_Problem to solve_
The answer must consist of every line from the data that holds "project".

(Dataset excerpts)
++++++

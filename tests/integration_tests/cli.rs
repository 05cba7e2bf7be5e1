use nexusql::cli::{Command, OutputMode, TableSpec, run_with_format};
use nexusql::config::Config;
use std::io::Write;

fn table_file(dir: &std::path::Path) -> std::path::PathBuf {
    let path = dir.join("s.ndjson");
    let mut f = std::fs::File::create(&path).unwrap();
    writeln!(f, r#"{{"id": 1, "a": 2}}"#).unwrap();
    writeln!(f).unwrap();
    writeln!(f, r#"{{"id": 2, "a": 5}}"#).unwrap();
    writeln!(f, r#"{{"id": 3, "a": 2}}"#).unwrap();
    path
}

async fn run(cmd: Command, mode: OutputMode) -> String {
    let mut buf = Vec::new();
    run_with_format(cmd, &Config::default(), mode, &mut buf).await.unwrap();
    String::from_utf8(buf).unwrap()
}

#[tokio::test]
async fn query_streams_ndjson() {
    let dir = tempfile::tempdir().unwrap();
    let spec = TableSpec::parse(&format!("s={}", table_file(dir.path()).display())).unwrap();
    let cmd = Command::Query {
        tables: vec![spec],
        query: r#"["filter", [["table", ["s"]], {"a": 2}]]"#.into(),
    };
    let out = run(cmd, OutputMode::Plain).await;
    let lines: Vec<_> = out.lines().collect();
    assert_eq!(lines, vec![r#"{"a":2,"id":1}"#, r#"{"a":2,"id":3}"#]);
}

#[tokio::test]
async fn query_json_mode_prints_one_document() {
    let dir = tempfile::tempdir().unwrap();
    let spec = TableSpec::parse(&format!("s={}", table_file(dir.path()).display())).unwrap();
    let cmd = Command::Query { tables: vec![spec], query: r#"["count", [["table", ["s"]]]]"#.into() };
    assert_eq!(run(cmd, OutputMode::Json).await.trim(), "3");
}

#[tokio::test]
async fn write_summary_in_plain_mode() {
    let dir = tempfile::tempdir().unwrap();
    let spec = TableSpec::parse(&format!("s={}", table_file(dir.path()).display())).unwrap();
    let cmd = Command::Query {
        tables: vec![spec],
        query: r#"["insert", [["table", ["s"]], [{"id": 4}, {"id": 1}]]]"#.into(),
    };
    let out = run(cmd, OutputMode::Plain).await;
    assert!(out.starts_with("inserted=1 replaced=0 unchanged=0 errors=1"));
}

#[tokio::test]
async fn metrics_lists_counters() {
    let out = run(Command::Metrics, OutputMode::Plain).await;
    assert!(out.contains("nexusql_queries_total"));
}

#[tokio::test]
async fn bad_query_is_an_error() {
    let mut buf = Vec::new();
    let cmd = Command::Explain { query: "not json".into() };
    assert!(run_with_format(cmd, &Config::default(), OutputMode::Plain, &mut buf).await.is_err());
}
use clap::{Parser, Subcommand};
use nexusql::cli::{self as prog_cli, Command, OutputMode, TableSpec};
use nexusql::config::Config;
use std::path::PathBuf;
use std::process::ExitCode;

#[derive(Parser, Debug)]
#[command(name = "nexusql", version, about = "Run document queries against NDJSON tables", long_about = None)]
struct Cli {
    /// Path to a config file (TOML)
    #[arg(long, help = "Path to a config file (TOML). Falls back to NEXUSQL_CONFIG, then ./nexusql.toml.")]
    config: Option<PathBuf>,
    /// Directory for rolling log files (overrides the config file)
    #[arg(long)]
    log_dir: Option<PathBuf>,
    /// Output format: plain (NDJSON) or json
    #[arg(long, default_value = "plain")]
    format: String,
    #[command(subcommand)]
    command: Commands,
}

#[derive(Subcommand, Debug)]
enum Commands {
    #[command(about = "Load tables and run a wire-form query")]
    Query {
        #[arg(long = "table", help = "Table to load: name=path[:primary_key], NDJSON or .bson. Repeatable.")]
        tables: Vec<String>,
        #[arg(long, help = "Query as JSON, or @file")]
        query: String,
    },
    #[command(about = "Print the normalized query and its hash")]
    Explain {
        #[arg(long, help = "Query as JSON, or @file")]
        query: String,
    },
    #[command(about = "Print process counters")]
    Metrics,
}

fn to_command(cmd: Commands) -> Result<Command, Box<dyn std::error::Error>> {
    Ok(match cmd {
        Commands::Query { tables, query } => Command::Query {
            tables: tables.iter().map(|t| TableSpec::parse(t)).collect::<Result<_, _>>()?,
            query: prog_cli::read_query_arg(&query)?,
        },
        Commands::Explain { query } => Command::Explain { query: prog_cli::read_query_arg(&query)? },
        Commands::Metrics => Command::Metrics,
    })
}

async fn run(cli: Cli) -> Result<(), Box<dyn std::error::Error>> {
    let mut cfg = Config::resolve(cli.config.as_deref())?;
    if let Some(dir) = cli.log_dir {
        cfg.logging.dir = Some(dir);
    }
    if let Err(e) = nexusql::logger::init_with(&cfg.logging, "nexusql") {
        eprintln!("logging disabled: {e}");
    }
    let mode = OutputMode::parse(&cli.format)
        .ok_or_else(|| format!("unknown format `{}` (expected plain or json)", cli.format))?;
    let cmd = to_command(cli.command)?;
    let stdout = std::io::stdout();
    let mut out = stdout.lock();
    prog_cli::run_with_format(cmd, &cfg, mode, &mut out).await
}

#[tokio::main]
async fn main() -> ExitCode {
    match run(Cli::parse()).await {
        Ok(()) => ExitCode::SUCCESS,
        Err(e) => {
            eprintln!("error: {e}");
            ExitCode::FAILURE
        }
    }
}
//! Object and field operators. Applied to a sequence they work row by row.
use super::eval::{Function, Scope, arg_datum};
use super::term::{Call, Op};
use super::value::Value;
use crate::datum::{Datum, Object};
use crate::errors::DbError;

pub(super) fn apply(c: &Call, recv: Value, scope: &Scope) -> Result<Value, DbError> {
    match c.op {
        Op::GetField => get_field(c, recv, scope),
        Op::Keys => {
            let obj = recv.into_datum(scope.array_limit())?.into_object()?;
            Ok(Datum::Array(obj.into_keys().map(Datum::String).collect()).into())
        }
        Op::HasFields => {
            let names = field_names(c, scope)?;
            if recv.is_sequence() {
                let seq = recv.into_sequence()?;
                return Ok(seq.filter_items(move |row| Ok(has_fields(row, &names))).into());
            }
            let d = recv.into_datum(scope.array_limit())?;
            d.expect_object()?;
            Ok(Datum::Bool(has_fields(&d, &names)).into())
        }
        Op::WithFields => {
            let names = field_names(c, scope)?;
            let seq = recv.into_sequence()?;
            let seq = seq.filter_map_items(move |row| {
                has_fields(&row, &names).then(|| pluck(&row, &names)).transpose()
            });
            Ok(seq.into())
        }
        Op::Pluck | Op::Without => {
            let names = field_names(c, scope)?;
            let keep = c.op == Op::Pluck;
            let project =
                move |row: &Datum| if keep { pluck(row, &names) } else { without(row, &names) };
            if recv.is_sequence() {
                return Ok(recv.into_sequence()?.map_items(move |row| project(&row)).into());
            }
            project(&recv.into_datum(scope.array_limit())?).map(Value::Datum)
        }
        Op::Merge => {
            let patches = c.rest().iter().map(Function::from_term).collect::<Result<Vec<_>, _>>()?;
            if recv.is_sequence() {
                let scope = scope.clone();
                return Ok(recv
                    .into_sequence()?
                    .map_items(move |row| merge_all(row, &patches, &scope))
                    .into());
            }
            merge_all(recv.into_datum(scope.array_limit())?, &patches, scope).map(Value::Datum)
        }
        Op::Match => {
            let subject = recv.into_datum(scope.array_limit())?;
            let pattern = arg_datum(c, 1, scope)?;
            regex_match(subject.expect_str()?, pattern.expect_str()?).map(Value::Datum)
        }
        other => Err(DbError::QueryError(format!("`{}` is not an object operator", other.name()))),
    }
}

fn get_field(c: &Call, recv: Value, scope: &Scope) -> Result<Value, DbError> {
    let name = arg_datum(c, 1, scope)?;
    let name = name.expect_str()?.to_owned();
    if recv.is_sequence() {
        let seq = recv.into_sequence()?;
        return Ok(seq
            .filter_map_items(move |row| {
                row.expect_object()?;
                Ok(row.field(&name).cloned())
            })
            .into());
    }
    let d = recv.into_datum(scope.array_limit())?;
    d.get_field(&name).cloned().map(Value::Datum)
}

/// Field arguments may be strings or arrays of strings.
fn field_names(c: &Call, scope: &Scope) -> Result<Vec<String>, DbError> {
    let mut out = Vec::new();
    for i in 1..c.args.len() {
        match arg_datum(c, i, scope)? {
            Datum::String(s) => out.push(s),
            Datum::Array(items) => {
                for item in items {
                    out.push(item.expect_str()?.to_owned());
                }
            }
            other => return Err(other.expected("STRING")),
        }
    }
    Ok(out)
}

fn has_fields(row: &Datum, names: &[String]) -> bool {
    names.iter().all(|n| row.field(n).is_some_and(|v| !v.is_null()))
}

fn pluck(row: &Datum, names: &[String]) -> Result<Datum, DbError> {
    let obj = row.expect_object()?;
    let out: Object =
        names.iter().filter_map(|n| obj.get(n).map(|v| (n.clone(), v.clone()))).collect();
    Ok(Datum::Object(out))
}

fn without(row: &Datum, names: &[String]) -> Result<Datum, DbError> {
    let mut obj = row.expect_object()?.clone();
    for n in names {
        obj.remove(n);
    }
    Ok(Datum::Object(obj))
}

fn merge_all(row: Datum, patches: &[Function], scope: &Scope) -> Result<Datum, DbError> {
    let mut acc = row;
    for p in patches {
        let patch = p.call(scope, vec![acc.clone()])?;
        acc.expect_object()?;
        acc = merge_deep(acc, patch);
    }
    Ok(acc)
}

/// Recursive merge: nested objects are merged key by key, anything else in `patch` wins.
#[must_use]
pub fn merge_deep(base: Datum, patch: Datum) -> Datum {
    match (base, patch) {
        (Datum::Object(mut b), Datum::Object(p)) => {
            for (k, v) in p {
                let merged = match b.remove(&k) {
                    Some(old) => merge_deep(old, v),
                    None => v,
                };
                b.insert(k, merged);
            }
            Datum::Object(b)
        }
        (_, p) => p,
    }
}

#[cfg(feature = "regex")]
fn regex_match(subject: &str, pattern: &str) -> Result<Datum, DbError> {
    let re = regex::Regex::new(pattern)
        .map_err(|e| DbError::InvalidArgument(format!("Error in regexp `{pattern}`: {e}")))?;
    let Some(caps) = re.captures(subject) else {
        return Ok(Datum::Null);
    };
    let span = |m: regex::Match<'_>| -> Object {
        Object::from([
            ("str".to_owned(), Datum::from(m.as_str())),
            ("start".to_owned(), Datum::from(m.start())),
            ("end".to_owned(), Datum::from(m.end())),
        ])
    };
    let groups = caps.iter().skip(1).map(|g| g.map_or(Datum::Null, |m| Datum::Object(span(m))));
    let groups = Datum::Array(groups.collect());
    let mut out = caps.get(0).map(span).unwrap_or_default();
    out.insert("groups".into(), groups);
    Ok(Datum::Object(out))
}

#[cfg(not(feature = "regex"))]
fn regex_match(_subject: &str, _pattern: &str) -> Result<Datum, DbError> {
    Err(DbError::FeatureNotImplemented("`match` requires the `regex` feature".into()))
}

++++++

_Task solution_
            let project =
                return Ok(recv.into_sequence()?.map_items(move |row| project(&row)).into());
            project(&recv.into_datum(scope.array_limit())?).map(Value::Datum)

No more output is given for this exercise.